WHAT NEEDS TO BE DONE:
Please output the section of the listing below that opens with the line containing "itself stays borrowed" and closes with the line containing "Keep only handlers", exactly and with nothing else.

GIVEN DATA:
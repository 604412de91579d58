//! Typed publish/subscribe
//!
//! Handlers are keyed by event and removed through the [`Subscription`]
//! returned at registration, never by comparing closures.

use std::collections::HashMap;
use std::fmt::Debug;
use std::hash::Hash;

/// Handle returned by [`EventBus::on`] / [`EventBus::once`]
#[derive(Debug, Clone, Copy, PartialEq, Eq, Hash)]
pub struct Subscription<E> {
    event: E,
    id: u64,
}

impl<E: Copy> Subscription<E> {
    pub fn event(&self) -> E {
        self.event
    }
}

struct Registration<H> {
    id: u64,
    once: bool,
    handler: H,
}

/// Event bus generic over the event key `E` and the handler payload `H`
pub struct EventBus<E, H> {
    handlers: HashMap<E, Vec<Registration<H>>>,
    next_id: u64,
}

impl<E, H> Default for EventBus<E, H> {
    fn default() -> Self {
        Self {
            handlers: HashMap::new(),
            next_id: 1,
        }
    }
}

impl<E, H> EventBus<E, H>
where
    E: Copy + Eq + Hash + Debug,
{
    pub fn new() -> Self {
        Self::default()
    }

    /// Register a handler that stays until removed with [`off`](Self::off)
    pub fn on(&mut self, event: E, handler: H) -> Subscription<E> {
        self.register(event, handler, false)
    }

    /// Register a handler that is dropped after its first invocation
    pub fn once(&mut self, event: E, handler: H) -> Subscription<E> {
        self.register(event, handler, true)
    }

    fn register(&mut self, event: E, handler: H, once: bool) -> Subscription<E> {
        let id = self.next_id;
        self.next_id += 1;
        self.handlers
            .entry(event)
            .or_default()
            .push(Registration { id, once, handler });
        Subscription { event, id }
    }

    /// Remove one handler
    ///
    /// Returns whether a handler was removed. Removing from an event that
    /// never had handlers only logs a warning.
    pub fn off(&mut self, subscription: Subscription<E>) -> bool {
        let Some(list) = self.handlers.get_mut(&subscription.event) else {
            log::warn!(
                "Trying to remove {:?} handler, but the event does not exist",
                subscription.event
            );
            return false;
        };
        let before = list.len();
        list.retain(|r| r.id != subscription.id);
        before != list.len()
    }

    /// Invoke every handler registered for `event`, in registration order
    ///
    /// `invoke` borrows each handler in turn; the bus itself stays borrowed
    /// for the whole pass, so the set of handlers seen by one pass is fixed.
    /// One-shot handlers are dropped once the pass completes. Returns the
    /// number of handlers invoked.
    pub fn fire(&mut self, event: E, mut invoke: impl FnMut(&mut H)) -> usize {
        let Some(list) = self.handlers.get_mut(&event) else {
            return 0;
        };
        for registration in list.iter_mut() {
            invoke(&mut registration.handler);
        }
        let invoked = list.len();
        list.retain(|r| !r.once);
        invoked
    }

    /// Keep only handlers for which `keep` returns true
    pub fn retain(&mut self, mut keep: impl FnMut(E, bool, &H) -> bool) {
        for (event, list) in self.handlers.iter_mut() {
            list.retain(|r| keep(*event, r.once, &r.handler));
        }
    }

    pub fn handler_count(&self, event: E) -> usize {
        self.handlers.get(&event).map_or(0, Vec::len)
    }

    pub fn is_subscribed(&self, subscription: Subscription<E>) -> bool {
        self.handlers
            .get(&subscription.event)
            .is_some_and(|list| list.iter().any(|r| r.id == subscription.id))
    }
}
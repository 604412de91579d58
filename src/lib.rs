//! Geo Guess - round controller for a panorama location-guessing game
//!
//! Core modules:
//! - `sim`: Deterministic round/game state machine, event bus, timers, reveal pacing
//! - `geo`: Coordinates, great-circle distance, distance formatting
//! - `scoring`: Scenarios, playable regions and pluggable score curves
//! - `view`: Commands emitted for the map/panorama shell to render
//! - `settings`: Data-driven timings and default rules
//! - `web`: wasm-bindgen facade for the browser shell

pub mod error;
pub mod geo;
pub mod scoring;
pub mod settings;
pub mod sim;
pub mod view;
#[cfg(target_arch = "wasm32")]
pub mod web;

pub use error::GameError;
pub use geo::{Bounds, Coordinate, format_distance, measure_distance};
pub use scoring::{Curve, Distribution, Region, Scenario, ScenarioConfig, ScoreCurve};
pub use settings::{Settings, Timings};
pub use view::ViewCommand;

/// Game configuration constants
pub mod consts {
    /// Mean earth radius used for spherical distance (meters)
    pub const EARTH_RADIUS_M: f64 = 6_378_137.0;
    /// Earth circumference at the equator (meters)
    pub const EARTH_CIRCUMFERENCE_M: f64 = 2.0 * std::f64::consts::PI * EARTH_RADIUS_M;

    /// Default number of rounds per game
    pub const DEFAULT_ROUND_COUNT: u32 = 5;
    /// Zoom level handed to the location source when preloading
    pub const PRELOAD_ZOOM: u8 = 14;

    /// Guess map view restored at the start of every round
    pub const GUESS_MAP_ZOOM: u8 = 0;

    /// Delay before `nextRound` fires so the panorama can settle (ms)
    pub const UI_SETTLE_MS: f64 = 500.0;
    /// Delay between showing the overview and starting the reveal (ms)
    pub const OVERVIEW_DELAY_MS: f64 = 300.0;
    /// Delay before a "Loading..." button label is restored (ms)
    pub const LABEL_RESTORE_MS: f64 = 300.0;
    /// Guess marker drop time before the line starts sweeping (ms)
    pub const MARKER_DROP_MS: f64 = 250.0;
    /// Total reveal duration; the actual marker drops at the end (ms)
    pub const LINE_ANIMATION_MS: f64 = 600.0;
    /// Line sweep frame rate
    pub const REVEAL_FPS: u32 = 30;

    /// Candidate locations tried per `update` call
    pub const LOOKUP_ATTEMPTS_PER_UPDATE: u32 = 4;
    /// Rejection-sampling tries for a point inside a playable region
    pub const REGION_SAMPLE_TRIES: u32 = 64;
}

SOLUTION TO THIS EXERCISE:
    /// `invoke` borrows each handler in turn; the bus itself stays borrowed
    /// for the whole pass, so the set of handlers seen by one pass is fixed.
    /// One-shot handlers are dropped once the pass completes. Returns the
    /// number of handlers invoked.
    pub fn fire(&mut self, event: E, mut invoke: impl FnMut(&mut H)) -> usize {
        let Some(list) = self.handlers.get_mut(&event) else {
            return 0;
        };
        for registration in list.iter_mut() {
            invoke(&mut registration.handler);
        }
        let invoked = list.len();
        list.retain(|r| !r.once);
        invoked
    }

    /// Keep only handlers for which `keep` returns true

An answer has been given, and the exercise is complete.